You've explained the problem pretty well, but from what you've said, I don't know if you have the original mainsail (which should be properly tensioned along the mast without the boom (gooseneck, same thing for your purposes here) being in the open slot. But since it sounds like that's what's happening for you when you raise the main all the way up to the masthead, I suspect you're dealing with a replacement mainsail that's not designed for your boat.

What to do? Well, let's assume your mainsail, wherever it came from, is just 6-10 inches too short. If so, then what you've been doing (raising it as far as you can to get decent luff tension without putting the gooseneck into the open slot) is probably the best solution you have. In which case, just go sailing and don't worry about what others think, even if the peak of the main is 10 inches from the top of the mast. Within a foot or so, there's really no "proper" altitude for the boom, as long as the sheet and vang lead okay and you can duck underneath it when you change tacks.

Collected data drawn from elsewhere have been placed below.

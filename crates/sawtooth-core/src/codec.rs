//! Codec layer. Codecs are a closed variant over
//! {key, streaming event, streaming mutation, IR, output}, each deterministic
//! and stateless, dispatched through a small trait object rather than
//! inheritance.

use std::collections::BTreeMap;

use serde::{Deserialize, Serialize};

use crate::agg_spec::{BatchIr, HopBucket, Partial};
use crate::model::{DataModel, FeatureValue, MutationKind, Schema, StreamingRow, ValueMap};

#[derive(Debug, Clone, thiserror::Error)]
pub enum CodecError {
    #[error("encode failed: {0}")]
    Encode(String),
    #[error("decode failed: {0}")]
    Decode(String),
}

/// Codec bound to a feature set's schema. Implementations must be safe to
/// share across concurrently-running fetches: read-only, no per-call state.
pub trait KeyValueCodec: Send + Sync {
    /// Encode a `{name -> value}` key mapping into the key-value store's key
    /// form. On direct-encode failure the caller retries with the
    /// type-coercion fallback (`encode_key_coerced`) before giving up.
    fn encode_key(&self, keys: &ValueMap, schema: &Schema) -> Result<Vec<u8>, CodecError>;

    /// Re-encode after casting each field to its declared schema type
    /// (numeric widening, string parsing, null for missing): the
    /// type-coercion fallback used when a direct encode fails.
    fn encode_key_coerced(&self, keys: &ValueMap, schema: &Schema) -> Result<Vec<u8>, CodecError> {
        let mut coerced = BTreeMap::new();
        for (field, ty) in schema {
            let value = keys.get(field).cloned().unwrap_or(FeatureValue::Null);
            coerced.insert(field.clone(), coerce(&value, *ty));
        }
        self.encode_key(&coerced, schema)
    }

    /// Decode a streaming value-store blob into a typed row. `data_model`
    /// selects the streaming-event vs. mutation decode path.
    fn decode_streaming_row(
        &self,
        bytes: &[u8],
        millis: i64,
        data_model: DataModel,
    ) -> Result<StreamingRow, CodecError>;

    /// Decode a batch blob into the untyped `(collapsed, tail_hops)` IR
    /// record.
    fn decode_ir(&self, bytes: &[u8]) -> Result<BatchIr, CodecError>;

    /// Decode a batch blob directly with the output codec (snapshot path)
    /// or the "selected" raw codec (no-agg path).
    fn decode_output(&self, bytes: &[u8], output_columns: &[String]) -> Result<ValueMap, CodecError>;
}

fn coerce(value: &FeatureValue, ty: crate::model::FieldType) -> FeatureValue {
    use crate::model::FieldType::*;
    match ty {
        Int64 => value.as_i64().map(FeatureValue::Int).unwrap_or(FeatureValue::Null),
        Float64 => value.as_f64().map(FeatureValue::Float).unwrap_or(FeatureValue::Null),
        String => FeatureValue::Str(value.as_str_lossy()),
        Bool => match value {
            FeatureValue::Bool(b) => FeatureValue::Bool(*b),
            FeatureValue::Null => FeatureValue::Null,
            other => FeatureValue::Bool(other.as_i64().unwrap_or(0) != 0),
        },
    }
}

/// On-the-wire shape for a streaming row, encoded/decoded with serde_json.
#[derive(Serialize, Deserialize)]
struct WireStreamingRow {
    values: ValueMap,
    #[serde(default)]
    is_before: bool,
}

/// On-the-wire shape for a batch IR blob.
#[derive(Serialize, Deserialize)]
struct WireHop {
    start_millis: i64,
    kind: WirePartialKind,
}

#[derive(Serialize, Deserialize)]
enum WirePartialKind {
    Count(i64),
    Sum(f64),
    LastK(Vec<(i64, FeatureValue)>),
}

impl From<&Partial> for WirePartialKind {
    fn from(p: &Partial) -> Self {
        match p {
            Partial::Count(n) => WirePartialKind::Count(*n),
            Partial::Sum(s) => WirePartialKind::Sum(*s),
            Partial::LastK(rows) => WirePartialKind::LastK(rows.clone()),
        }
    }
}

impl From<WirePartialKind> for Partial {
    fn from(w: WirePartialKind) -> Self {
        match w {
            WirePartialKind::Count(n) => Partial::Count(n),
            WirePartialKind::Sum(s) => Partial::Sum(s),
            WirePartialKind::LastK(rows) => Partial::LastK(rows),
        }
    }
}

#[derive(Serialize, Deserialize)]
struct WireBatchIr {
    collapsed: Vec<WirePartialKind>,
    tail_hops: Vec<Vec<WireHop>>,
}

/// Default, JSON-backed codec. The on-disk wire format of the key-value
/// store is explicitly out of scope; this is a concrete,
/// deterministic stand-in so the rest of the fetch core has something real
/// to encode/decode against.
#[derive(Debug, Default)]
pub struct JsonCodec;

impl KeyValueCodec for JsonCodec {
    fn encode_key(&self, keys: &ValueMap, schema: &Schema) -> Result<Vec<u8>, CodecError> {
        for (field, _) in schema {
            if !keys.contains_key(field) {
                return Err(CodecError::Encode(format!("missing key field '{field}'")));
            }
        }
        serde_json::to_vec(keys).map_err(|e| CodecError::Encode(e.to_string()))
    }

    fn decode_streaming_row(
        &self,
        bytes: &[u8],
        millis: i64,
        data_model: DataModel,
    ) -> Result<StreamingRow, CodecError> {
        let wire: WireStreamingRow =
            serde_json::from_slice(bytes).map_err(|e| CodecError::Decode(e.to_string()))?;
        let mutation = match data_model {
            DataModel::Events => None,
            DataModel::Entities => Some(if wire.is_before {
                MutationKind::Before
            } else {
                MutationKind::After
            }),
        };
        Ok(StreamingRow {
            values: wire.values,
            ts: millis,
            mutation,
        })
    }

    fn decode_ir(&self, bytes: &[u8]) -> Result<BatchIr, CodecError> {
        let wire: WireBatchIr =
            serde_json::from_slice(bytes).map_err(|e| CodecError::Decode(e.to_string()))?;
        Ok(BatchIr {
            collapsed: wire.collapsed.into_iter().map(Partial::from).collect(),
            tail_hops: wire
                .tail_hops
                .into_iter()
                .map(|hops| {
                    hops.into_iter()
                        .map(|h| HopBucket {
                            start_millis: h.start_millis,
                            partial: Partial::from(h.kind),
                        })
                        .collect()
                })
                .collect(),
        })
    }

    fn decode_output(&self, bytes: &[u8], output_columns: &[String]) -> Result<ValueMap, CodecError> {
        let raw: ValueMap =
            serde_json::from_slice(bytes).map_err(|e| CodecError::Decode(e.to_string()))?;
        let mut out = ValueMap::new();
        for column in output_columns {
            out.insert(
                column.clone(),
                raw.get(column).cloned().unwrap_or(FeatureValue::Null),
            );
        }
        Ok(out)
    }
}

/// Encode a `BatchIr` back to bytes, the mirror of `decode_ir`. Used by
/// tests to construct fixture batch payloads.
pub fn encode_ir(ir: &BatchIr) -> Vec<u8> {
    let wire = WireBatchIr {
        collapsed: ir.collapsed.iter().map(WirePartialKind::from).collect(),
        tail_hops: ir
            .tail_hops
            .iter()
            .map(|hops| {
                hops.iter()
                    .map(|h| WireHop {
                        start_millis: h.start_millis,
                        kind: WirePartialKind::from(&h.partial),
                    })
                    .collect()
            })
            .collect(),
    };
    serde_json::to_vec(&wire).expect("BatchIr is always serializable")
}

/// Encode a streaming row, the mirror of `decode_streaming_row`. Used by
/// tests and the in-memory kvstore seeding helpers.
pub fn encode_streaming_row(values: &ValueMap, is_before: bool) -> Vec<u8> {
    let wire = WireStreamingRow {
        values: values.clone(),
        is_before,
    };
    serde_json::to_vec(&wire).expect("ValueMap is always serializable")
}

/// Encode an output/raw value map, the mirror of `decode_output`.
pub fn encode_value_map(values: &ValueMap) -> Vec<u8> {
    serde_json::to_vec(values).expect("ValueMap is always serializable")
}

Or you can shop for a new mainsail, which has the right luff and foot measurements for your mast and boom.

This help?

HamptonMorgan22 05-30-2008 07:03 PM

yes it does thanks a lot. It is a new sail so probably a combo of all of the above, I am not tensioning it enough, it will stretch some over time, and its probably a few inches short. But think I will live with it for now or may reconfigure the boom a few inches higher, I could use the few inches of ducking room.

PTsailing 05-30-2008 07:52 PM

We had this same problem with our new boat, raised the mainsail and it would stop several inches from the top, turns out we had a line too tight that was preventing the sail from going all the way to the top. :) oops, we're pretty new at this stuff. I wish I could tell you which line it was but I was at the helm when my husbands cousin (who actually knows how to sail) found the problem.

themcnasty 06-19-2008 09:08 PM

That would be the Cunningham, a line that is used to squeeze the bottom of the main sail together by pulling down on a spot a few feet from the bottom along the mast.

sailingdog 06-19-2008 09:21 PM

Actually, most sails don't hoist completely or fill the boom completely, since the spars are generally a tiny bit longer than the sail even when they're blown out.

BTW, the cunningham isn't used to squeeze the bottom of the mainsail—it is used to flatten the mainsail, by increasing tension on the luff.

zaliasvejas 06-27-2008 08:03 PM

Sailingdog,

From my dinghy sailing days.... tension on cunningham usually increases depth of the sail, making it fatter next to the mast. That you don't want when you are over powered. Tensioning outhaul and releasing any tension on cunningham will give you the flatest sail to sail in a breeze.
Unless, you are a MAN and you can take it.... ha, ha...

sailingfool 06-27-2008 08:23 PM

Quote:

Originally Posted by zaliasvejas (Post 334474)
Sailingdog,

From my dinghy sailing days.... tension on cunningham usually increases depth of the sail, making it fatter next to the mast. That you don't want when you are over powered. Tensioning outhaul and releasing any tension on cunningham will give you the flatest sail to sail in a breeze.
Unless, you are a MAN and you can take it.... ha, ha...

FWIW, its the outhaul that controls the depth of the bottom of the mainsail, the cunnigham is used to control the location of the draft. A growing breeze will pull the draft aft in the main, luff tension from the halyard and/or cunnigham should be used to bring the draft back to the middle of the chord.